That's a big variety of models to choose from.

We'll start from the smaller list of tree-based models. The random forest is a good one. We can do this two ways -- by using the default `RandomForestClassifier` or by composing our own bagging of a set of `DecisionTreeClassifier` models.

The easy, fast thing to do would be to use the default. But I'd like to get some practice in. So I'm going to do the bagging from scratch.

Before I continue, I'm going to partition the data into testing and training.

In [7]:
train, test = partition(eachindex(y), 0.8)

([1, 2, 3, 4, 5, 6, 7, 8, 9, 10  …  2093636, 2093637, 2093638, 2093639, 2093640, 2093641, 2093642, 2093643, 2093644, 2093645], [2093646, 2093647, 2093648, 2093649, 2093650, 2093651, 2093652, 2093653, 2093654, 2093655  …  2617047, 2617048, 2617049, 2617050, 2617051, 2617052, 2617053, 2617054, 2617055, 2617056])

## Random Forest Classifier

Note, a lot of this is adopted from [this tutorial](https://juliaai.github.io/DataScienceTutorials.jl/getting-started/ensembles-2/).

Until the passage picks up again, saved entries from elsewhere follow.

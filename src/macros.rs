/// Builds a pre-serialized [`Value`](crate::Value) from a JSON-like literal.
///
/// Objects and arrays are assembled eagerly through the same accumulation
/// path as the builder types, so the result is final text, not a tree.
///
/// # Examples
///
/// ```rust
/// use jss::jss;
///
/// let v = jss!({
///     "name": "Alice",
///     "scores": [1, 2, 3],
///     "active": true,
///     "extra": null
/// });
///
/// assert_eq!(
///     v.serialize(),
///     r#"{"name":"Alice","scores":[1,2,3],"active":true,"extra":null}"#
/// );
/// ```
///
/// Integer literals larger than `i32` and negative literals need an explicit
/// typed expression (for example `jss!((-5i64))`), matching ordinary `From`
/// conversion rules.
#[macro_export]
macro_rules! jss {
    // null literal
    (null) => {
        $crate::Value::null()
    };

    // arrays
    ([ $($elem:tt),* $(,)? ]) => {{
        let mut array = $crate::Array::new();
        $( array.push($crate::jss!($elem)); )*
        $crate::Value::from(&array)
    }};

    // objects
    ({ $($key:literal : $value:tt),* $(,)? }) => {{
        let mut object = $crate::Object::new();
        $( object.push(&$crate::Pair::new($key, $crate::jss!($value))); )*
        $crate::Value::from(&object)
    }};

    // any expression convertible to a Value
    ($other:expr) => {
        $crate::Value::from($other)
    };
}
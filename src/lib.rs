//! # jss
//!
//! An eager, append-only JSON text builder.
//!
//! `jss` converts a fixed set of value kinds — booleans, integers, floats,
//! strings, and null — into JSON text through incremental string
//! construction. Every append renders its argument immediately and stores
//! final text; there is no value tree and no deferred serialization pass.
//! The crate builds JSON only: parsing, schema validation, and streaming I/O
//! are out of scope.
//!
//! ## Quick Start
//!
//! ```rust
//! use jss::{Array, Object, Value};
//!
//! let mut tags = Array::new();
//! tags.push("admin").push("ops");
//!
//! let mut user = Object::new();
//! user.set("name", "Alice")
//!     .set("age", 30)
//!     .set("active", true)
//!     .set("tags", &tags);
//!
//! assert_eq!(
//!     user.serialize(),
//!     r#"{"name":"Alice","age":30,"active":true,"tags":["admin","ops"]}"#
//! );
//! ```
//!
//! Or build a whole document from a literal with the [`jss!`] macro:
//!
//! ```rust
//! use jss::jss;
//!
//! let doc = jss!({ "ok": true, "ids": [1, 2, 3] });
//! assert_eq!(doc.serialize(), r#"{"ok":true,"ids":[1,2,3]}"#);
//! ```
//!
//! ## Float precision
//!
//! Floats render in fixed-point notation with a configurable decimal digit
//! count: a per-value override via [`Value::float_with_precision`], or the
//! process-wide default managed by [`set_precision`] (6 digits unless
//! changed). Precision is applied when the fragment is *constructed*, so a
//! later `set_precision` never rewrites existing fragments.
//!
//! ## Escaping policy
//!
//! Strings — both keys and values — receive a deliberately partial escape:
//! carriage return, line feed, tab, and the double quote are escaped, and
//! nothing else is. In particular backslash passes through verbatim. This
//! matches the wire format existing consumers already parse; callers feeding
//! untrusted text that may contain backslashes or other control characters
//! must pre-sanitize if strict JSON compliance is required.
//!
//! ## Builder semantics
//!
//! - Containers are append-only: no lookup, update, or removal.
//! - Duplicate object keys are kept in insertion order; last-wins is left to
//!   the downstream JSON consumer.
//! - [`Object::field`] returns a single-use [`FieldSlot`] whose second
//!   `try_set` fails with [`Error::SlotConsumed`] instead of appending twice.
//! - String values escape at construction; keys re-escape at serialize time.
//!   Serialization is a pure read either way and may be repeated freely.

pub mod array;
pub mod error;
mod fmt;
mod macros;
pub mod object;
pub mod pair;
pub mod precision;
pub mod value;

pub use array::Array;
pub use error::{Error, Result};
pub use object::{FieldSlot, Object};
pub use pair::Pair;
pub use precision::{precision, set_precision, DEFAULT_PRECISION};
pub use value::Value;
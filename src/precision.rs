//! The process-wide floating-point precision policy.
//!
//! Float fragments are rendered in fixed-point notation with a fixed number
//! of decimal digits. When a value carries no per-value override, the digit
//! count comes from the single process-wide setting managed here.
//!
//! The setting is read when a float fragment is *constructed*, never when a
//! container is later serialized, so changing it does not retroactively
//! affect fragments that already exist.
//!
//! The cell is an atomic with relaxed ordering: concurrent use is memory-safe
//! and last-writer-wins, which is sufficient for a configuration value that
//! is normally set once at startup.

use std::sync::atomic::{AtomicUsize, Ordering};

/// The number of decimal digits used when no other precision is in effect.
pub const DEFAULT_PRECISION: usize = 6;

static PRECISION: AtomicUsize = AtomicUsize::new(DEFAULT_PRECISION);

/// Sets the process-wide float precision.
///
/// A positive `digits` becomes the new precision. Zero or a negative value
/// resets the precision to [`DEFAULT_PRECISION`] rather than being accepted
/// literally.
///
/// # Examples
///
/// ```rust
/// jss::set_precision(3);
/// assert_eq!(jss::Value::float(123.456789).serialize(), "123.457");
///
/// jss::set_precision(0); // reset
/// assert_eq!(jss::precision(), jss::DEFAULT_PRECISION);
/// ```
pub fn set_precision(digits: i32) {
    let digits = if digits > 0 {
        digits as usize
    } else {
        DEFAULT_PRECISION
    };
    PRECISION.store(digits, Ordering::Relaxed);
}

/// Returns the current process-wide float precision.
///
/// # Examples
///
/// ```rust
/// assert_eq!(jss::precision(), 6);
/// ```
#[must_use]
pub fn precision() -> usize {
    PRECISION.load(Ordering::Relaxed)
}

#[cfg(test)]
mod tests {
    use super::*;

    // The cell is process-global, so every assertion about it lives in this
    // one test to keep the suite parallel-safe.
    #[test]
    fn setter_accepts_positive_and_resets_otherwise() {
        set_precision(3);
        assert_eq!(precision(), 3);

        set_precision(0);
        assert_eq!(precision(), DEFAULT_PRECISION);

        set_precision(12);
        assert_eq!(precision(), 12);

        set_precision(-5);
        assert_eq!(precision(), DEFAULT_PRECISION);
    }
}
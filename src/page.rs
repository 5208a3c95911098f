pub mod slotted_page;

use std::fmt;

/// Size of every page buffer handed out by the paging layer.
pub const PAGE_SIZE: usize = 4096;

#[derive(Debug, Clone, Copy, PartialEq, Eq, Hash)]
pub struct PageId(pub u32);

impl fmt::Display for PageId {
    fn fmt(&self, f: &mut fmt::Formatter<'_>) -> fmt::Result {
        write!(f, "{}", self.0)
    }
}

pub use slotted_page::SlottedPage;
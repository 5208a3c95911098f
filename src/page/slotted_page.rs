use crate::error::{StorageError, StorageResult};
use crate::page::PAGE_SIZE;
use log::debug;

// Header structure (8 bytes, all fields little-endian i16)
const HEADER_SIZE: usize = 8;
const SLOT_COUNT_OFFSET: usize = 0;
const FREE_LIST_HEAD_OFFSET: usize = 2;
const FREE_PTR_OFFSET: usize = 4;
const ATTR_LENGTH_OFFSET: usize = 6;

// Slot entry size (4 bytes: 2 for offset, 2 for length)
const SLOT_SIZE: usize = 4;

/// Sentinel index terminating the free list. A tombstoned slot also stores
/// this value as its length.
const INVALID_SLOT: i16 = -1;

/// Maximum number of slot entries the directory can ever hold.
pub const MAX_SLOTS: usize = (PAGE_SIZE - HEADER_SIZE) / SLOT_SIZE;

/// Slotted page over a borrowed page buffer.
///
/// Layout: `[header][slot directory -> grows up][free space][records <- grow down]`.
/// The slot directory starts right after the header and is indexed by slot id;
/// records fill the page from the high end downward. Deleted slots are kept as
/// tombstones and threaded into an intrusive free list (their offset field is
/// reused as the "next free" index), so slot ids stay stable and get recycled
/// without growing the directory.
pub struct SlottedPage<'a> {
    data: &'a mut [u8; PAGE_SIZE],
}

impl<'a> SlottedPage<'a> {
    /// Initialize a fresh slotted page: zero slots, empty free list, free
    /// pointer at the page end. Destroys any prior contents of the buffer.
    pub fn init(data: &'a mut [u8; PAGE_SIZE]) -> Self {
        data.fill(0);
        let mut page = Self { data };
        page.set_slot_count(0);
        page.set_free_list_head(INVALID_SLOT);
        page.set_free_ptr(PAGE_SIZE as i16);
        page.set_attr_length(0);
        page
    }

    /// Wrap an already-initialized page buffer.
    pub fn from_data(data: &'a mut [u8; PAGE_SIZE]) -> Self {
        Self { data }
    }

    /// Insert a record and return its slot id.
    ///
    /// Reuses a tombstoned slot id if the free list is non-empty, otherwise
    /// appends a new directory entry. If free space is insufficient the page
    /// is compacted first; if the record still does not fit, fails with
    /// [`StorageError::NoSpace`] and the page contents are unchanged
    /// (compaction only moves records, it never changes what is visible).
    pub fn insert(&mut self, record: &[u8]) -> StorageResult<u16> {
        let slot_overhead = if self.get_free_list_head() == INVALID_SLOT {
            SLOT_SIZE
        } else {
            0
        };
        let required = record.len() + slot_overhead;

        // Zero-length records are indistinguishable from tombstones.
        if record.is_empty() {
            return Err(StorageError::NoSpace {
                required,
                available: self.free_space(),
            });
        }

        if self.free_space() < required {
            self.compact();
            if self.free_space() < required {
                return Err(StorageError::NoSpace {
                    required,
                    available: self.free_space(),
                });
            }
        }

        // All checks passed; nothing below can fail.
        let slot_id = self.reserve_slot()?;
        let dest = self.get_free_ptr() as usize - record.len();
        self.data[dest..dest + record.len()].copy_from_slice(record);
        self.set_free_ptr(dest as i16);
        self.set_slot(slot_id, dest as i16, record.len() as i16);

        Ok(slot_id as u16)
    }

    /// Delete the record in `slot_id`, tombstoning the slot and queuing its id
    /// for reuse. The record bytes are not reclaimed until a later insert
    /// triggers compaction.
    pub fn delete(&mut self, slot_id: u16) -> StorageResult<()> {
        self.active_slot(slot_id)?;
        let head = self.get_free_list_head();
        self.set_slot(slot_id as i16, head, INVALID_SLOT);
        self.set_free_list_head(slot_id as i16);
        Ok(())
    }

    /// Borrow the record stored in `slot_id`. The view is only valid while the
    /// page buffer stays fixed.
    pub fn get(&self, slot_id: u16) -> StorageResult<&[u8]> {
        let (offset, length) = self.active_slot(slot_id)?;
        Ok(&self.data[offset as usize..offset as usize + length as usize])
    }

    /// Advance a forward scan to the next active slot at or after
    /// `*cursor + 1`, returning its record and storing its slot id in the
    /// cursor. A cursor of `-1` starts the scan from slot 0. At the end of the
    /// page the cursor is reset to `-1` and [`StorageError::Empty`] is
    /// returned, so the same cursor restarts the scan.
    pub fn next_record(&self, cursor: &mut i16) -> StorageResult<&[u8]> {
        let start = if *cursor < 0 { 0 } else { *cursor + 1 };
        for slot_id in start..self.get_slot_count() {
            let (offset, length) = self.get_slot(slot_id);
            if length > 0 {
                *cursor = slot_id;
                return Ok(&self.data[offset as usize..offset as usize + length as usize]);
            }
        }
        *cursor = INVALID_SLOT;
        Err(StorageError::Empty)
    }

    /// Iterator over `(slot id, record)` pairs in increasing slot-id order.
    pub fn records(&self) -> Records<'_, 'a> {
        Records {
            page: self,
            cursor: INVALID_SLOT,
            done: false,
        }
    }

    /// Bytes available for an insert without compacting the page.
    pub fn free_space(&self) -> usize {
        let slot_bytes = self.get_slot_count() as usize * SLOT_SIZE;
        self.get_free_ptr() as usize - (HEADER_SIZE + slot_bytes)
    }

    /// Total bytes held by active records. Stale bytes left behind by deletes
    /// are not counted.
    pub fn used_bytes(&self) -> usize {
        (0..self.get_slot_count())
            .map(|slot_id| self.get_slot(slot_id).1)
            .filter(|&length| length > 0)
            .map(|length| length as usize)
            .sum()
    }

    /// Number of slot entries ever allocated (active + tombstoned).
    pub fn slot_count(&self) -> u16 {
        self.get_slot_count() as u16
    }

    /// Informational header field, unused by the page algorithms.
    pub fn attr_length(&self) -> i16 {
        self.read_i16(ATTR_LENGTH_OFFSET)
    }

    pub fn set_attr_length(&mut self, attr_length: i16) {
        self.write_i16(ATTR_LENGTH_OFFSET, attr_length);
    }

    /// Pop a slot id off the free list, or append a new directory entry.
    fn reserve_slot(&mut self) -> StorageResult<i16> {
        let head = self.get_free_list_head();
        if head != INVALID_SLOT {
            let (next_free, _) = self.get_slot(head);
            self.set_free_list_head(next_free);
            return Ok(head);
        }

        let slot_count = self.get_slot_count();
        if slot_count as usize >= MAX_SLOTS {
            return Err(StorageError::NoSpace {
                required: SLOT_SIZE,
                available: 0,
            });
        }
        self.set_slot_count(slot_count + 1);
        Ok(slot_count)
    }

    /// Repack all active records against the high end of the page, squeezing
    /// out the gaps left by deleted records. Slot ids, record contents, and
    /// tombstones are untouched; only offsets and the free pointer change.
    fn compact(&mut self) {
        let mut active: Vec<(i16, i16, i16)> = (0..self.get_slot_count())
            .filter_map(|slot_id| {
                let (offset, length) = self.get_slot(slot_id);
                (length > 0).then_some((slot_id, offset, length))
            })
            .collect();

        // Move the record nearest the page end first so that a shifted record
        // never overwrites bytes that still have to move.
        active.sort_unstable_by(|a, b| b.1.cmp(&a.1));

        let mut free_ptr = PAGE_SIZE;
        for (slot_id, offset, length) in active {
            free_ptr -= length as usize;
            if offset as usize != free_ptr {
                // Source and destination may overlap for adjacent records.
                self.data
                    .copy_within(offset as usize..offset as usize + length as usize, free_ptr);
            }
            self.set_slot(slot_id, free_ptr as i16, length);
        }

        let reclaimed = free_ptr - self.get_free_ptr() as usize;
        self.set_free_ptr(free_ptr as i16);
        debug!("compacted page, reclaimed {} bytes", reclaimed);
    }

    /// Bounds-check `slot_id` and require it to be active; returns its
    /// (offset, length).
    fn active_slot(&self, slot_id: u16) -> StorageResult<(i16, i16)> {
        let slot_count = self.get_slot_count();
        if slot_id as usize >= slot_count as usize {
            return Err(StorageError::InvalidSlot {
                slot_id,
                slot_count: slot_count as u16,
            });
        }
        let (offset, length) = self.get_slot(slot_id as i16);
        if length <= 0 {
            return Err(StorageError::InvalidSlot {
                slot_id,
                slot_count: slot_count as u16,
            });
        }
        Ok((offset, length))
    }

    fn get_slot_count(&self) -> i16 {
        self.read_i16(SLOT_COUNT_OFFSET)
    }

    fn set_slot_count(&mut self, slot_count: i16) {
        self.write_i16(SLOT_COUNT_OFFSET, slot_count);
    }

    fn get_free_list_head(&self) -> i16 {
        self.read_i16(FREE_LIST_HEAD_OFFSET)
    }

    fn set_free_list_head(&mut self, slot_id: i16) {
        self.write_i16(FREE_LIST_HEAD_OFFSET, slot_id);
    }

    fn get_free_ptr(&self) -> i16 {
        self.read_i16(FREE_PTR_OFFSET)
    }

    fn set_free_ptr(&mut self, free_ptr: i16) {
        self.write_i16(FREE_PTR_OFFSET, free_ptr);
    }

    fn get_slot(&self, slot_id: i16) -> (i16, i16) {
        let base = Self::slot_offset(slot_id);
        (self.read_i16(base), self.read_i16(base + 2))
    }

    fn set_slot(&mut self, slot_id: i16, offset: i16, length: i16) {
        let base = Self::slot_offset(slot_id);
        self.write_i16(base, offset);
        self.write_i16(base + 2, length);
    }

    fn slot_offset(slot_id: i16) -> usize {
        debug_assert!((0..MAX_SLOTS as i16).contains(&slot_id));
        HEADER_SIZE + slot_id as usize * SLOT_SIZE
    }

    fn read_i16(&self, offset: usize) -> i16 {
        i16::from_le_bytes([self.data[offset], self.data[offset + 1]])
    }

    fn write_i16(&mut self, offset: usize, value: i16) {
        self.data[offset..offset + 2].copy_from_slice(&value.to_le_bytes());
    }
}

/// Forward scan over the active records of a page, in slot-id order.
pub struct Records<'p, 'a> {
    page: &'p SlottedPage<'a>,
    cursor: i16,
    done: bool,
}

impl<'p, 'a> Iterator for Records<'p, 'a> {
    type Item = (u16, &'p [u8]);

    fn next(&mut self) -> Option<Self::Item> {
        if self.done {
            return None;
        }
        match self.page.next_record(&mut self.cursor) {
            Ok(record) => Some((self.cursor as u16, record)),
            Err(_) => {
                self.done = true;
                None
            }
        }
    }
}
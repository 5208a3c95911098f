//! Storage layer error types.

use thiserror::Error;

/// Errors that can occur in the storage layer.
#[derive(Error, Debug)]
pub enum StorageError {
    #[error("Not enough space in page: requires {required} bytes but only {available} available")]
    NoSpace { required: usize, available: usize },

    #[error("Invalid slot ID: {slot_id} is out of range or deleted (slot count: {slot_count})")]
    InvalidSlot { slot_id: u16, slot_count: u16 },

    #[error("No more records in page")]
    Empty,

    #[error("Page not found: {0}")]
    PageNotFound(crate::page::PageId),

    #[error("Page is not fixed: {0}")]
    PageNotFixed(crate::page::PageId),
}

/// Result type for storage operations.
pub type StorageResult<T> = Result<T, StorageError>;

We'll start with a single tree.

The `DecisionTreeClassifier` from the `BetaML` package works with no encoding or transformation. But it takes a very long time to run. We'll try setting up a pipeline to transform the data ard run the `DecisionTreeClassifier` from the `DecisionTree` package.

In [46]:
# Load models from packages.
DecisionTreeClassifier = @load DecisionTreeClassifier pkg=DecisionTree

import MLJDecisionTreeInterface ✔


┌ Info: For silent loading, specify `verbosity=0`. 
└ @ Main /Users/mph/.julia/packages/MLJModels/UM8fF/src/loading.jl:159


MLJDecisionTreeInterface.DecisionTreeClassifier

### Step 0 -- Use `EnsembleModel` to roll our own random forest

ProbabilisticEnsembleModel(
  model = DecisionTreeClassifier(
        max_depth = -1, 
        min_samples_leaf = 1, 
        min_samples_split = 2, 
        min_purity_increase = 0.0, 
        n_subfeatures = 0, 
        post_prune = false, 
        merge_purity_threshold = 1.0, 
        display_depth = 5, 
        feature_importance = :impurity, 
        rng = Random._GLOBAL_RNG()), 
  atomic_weights = Float64[], 
  bagging_fraction = 0.8, 
  rng = Random._GLOBAL_RNG(), 
  n = 20, 
  acceleration = CPU1{Nothing}(nothing), 
  out_of_bag_measure = Any[])

### Step 1 -- Define a new model struct.

Likely this is a probabalistic model. We'll need to confirm this and define a probabalistic network composite model.

In [52]:
supertype(typeof(DecisionTreeClassifier()))    # Should be "Probabilistic"

Probabilistic

In [59]:
# Define a new model struct.
mutable struct CompositeA <: ProbabilisticNetworkComposite
    preprocessor    # This part does the pre-processing.
    classifier    # This part does the classifying
end

### Step 2 -- Create and wrap the learning network in `prefit`

In [64]:
# Wrap the above steps into a function called `prefit`
import MLJBase    # We need to import in order to overload `MLJBase.prefit`
function MLJBase.prefit(composite::CompositeA, verbosity, X, y)
    # Define data input nodes. We just want the training set.
    Xs = source(X[train,:])
    ys = source(y[train])

    # First machine -- We substitute the symbols in the struct defined above for the model objects.
    mach1 = machine(:preprocessor, Xs)
    x = MLJ.transform(mach1, Xs)    # `transform` has duplicated namespace. So we specify `MLJ.transform`
    mach2 = machine(:classifier, x, ys)
    ŷ = predict(mach2, x)

    verbosity > 0 && @info "I'm a noisy fellow!"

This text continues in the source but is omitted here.